As a town it does ceremonial occasions so well with its ancient tradition of the weighing-in of the Mayor and previous heritage of building giant chair arches. I’d expected a sleepy Sunday stroll in the territory of my birth but found the crowds streaming along Queen Victoria Road.

Queen Victoria Road, High Wycombe, 11th September 2022 proclamation of King Charles III
Queen Victoria Road, High Wycombe, 11th September 2022
High Street, High Wycombe September 11th 2022
High Street, High Wycombe
Cafe on High Wycombe High Street
High Street, High Wycombe

There was life in the High Street too, a plush new cafe had opened up next to a restored building that had recently discovered to be the oldest in the town apart from the Norman church. The Octagon Centre was bereft, haunted by the ghost of its fountain where now there’s only a bare sunlit space.

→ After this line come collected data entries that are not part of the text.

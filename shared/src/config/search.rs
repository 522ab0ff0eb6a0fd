//! Entity search configuration module

use serde::{Deserialize, Serialize};

use super::env_or;

/// Debounced entity search configuration
#[derive(Debug, Clone, Deserialize, Serialize)]
pub struct SearchConfig {
    /// Typing pause before a search request is issued, in milliseconds
    #[serde(default = "default_debounce_ms")]
    pub debounce_ms: u64,

    /// Minimum query length (in characters) that triggers a search
    #[serde(default = "default_min_query_length")]
    pub min_query_length: usize,

    /// Maximum number of matches requested from the server
    #[serde(default = "default_result_limit")]
    pub result_limit: u32,
}

impl Default for SearchConfig {
    fn default() -> Self {
        Self {
            debounce_ms: default_debounce_ms(),
            min_query_length: default_min_query_length(),
            result_limit: default_result_limit(),
        }
    }
}

impl SearchConfig {
    /// Create from environment variables
    pub fn from_env() -> Self {
        Self {
            debounce_ms: env_or("LEGALINTEL_SEARCH_DEBOUNCE_MS", default_debounce_ms()),
            min_query_length: env_or(
                "LEGALINTEL_SEARCH_MIN_QUERY_LENGTH",
                default_min_query_length(),
            )
            .max(1),
            result_limit: env_or("LEGALINTEL_SEARCH_LIMIT", default_result_limit()).max(1),
        }
    }

    /// Debounce interval as a `Duration`
    pub fn debounce(&self) -> std::time::Duration {
        std::time::Duration::from_millis(self.debounce_ms)
    }
}

fn default_debounce_ms() -> u64 {
    300
}

fn default_min_query_length() -> usize {
    2
}

fn default_result_limit() -> u32 {
    10
}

Octagon Centre High Wycombe
Octagon Centre High Wycombe
River Wye High Wycombe
River Wye
Deangarden Wood High Wycombe
Deangarden Wood
Tunnel under M40 High Wycombe
Fennell’s Wood

I followed the River Wye out of the town across the Rye and then along the bottom of Deangarden Wood. Another footpath took me up the steep valley side and through a long tunnel beneath the M40 into Fennell’s Wood. It’s these beech woods hugging the Chiltern Hills, that not only gave the town and its satellite villages their identity and culture but also their industry. Bodgers turned chair legs and piled them high in their woodland camps. In the brick and flint cottages, chair caners wove the seats. On the valley floor, factories assembled the chairs that gave Wycombe the moniker of Chairopolis. This is where your Windsor chairs actually come from. Wycombe Wanderers still go by the nickname of the Chairboys, and my grandfather used to walk through these woods on the way to watch the Wanderers at their old ground of Loakes Park.

Juniper Hill Water Tower, Flackwell Heath
Juniper Hill Tower

My walk was part nostalgia trip and part recce for a piece of writing I started during one of the lockdowns and had reached a dead end. Following the narrative thread from my Mum’s burial in Wooburn cemetery had somehow led me to the location of a water tower in Flackwell Heath on the opposite side of the valley. It occurred to me that I’d never noticed this great looming structure before – even in the years when I drank and worked in the Green Dragon pub nearby and walked down Juniper Lane almost daily. The tower had grown and grown within the shell of what could become a book until it formed a significant block on my progress. I needed to actually visit the site. And here it was – a beautiful brutalist hulk hidden in a nest of residential streets. It deserves a chunk of my book (if I can ever finish it).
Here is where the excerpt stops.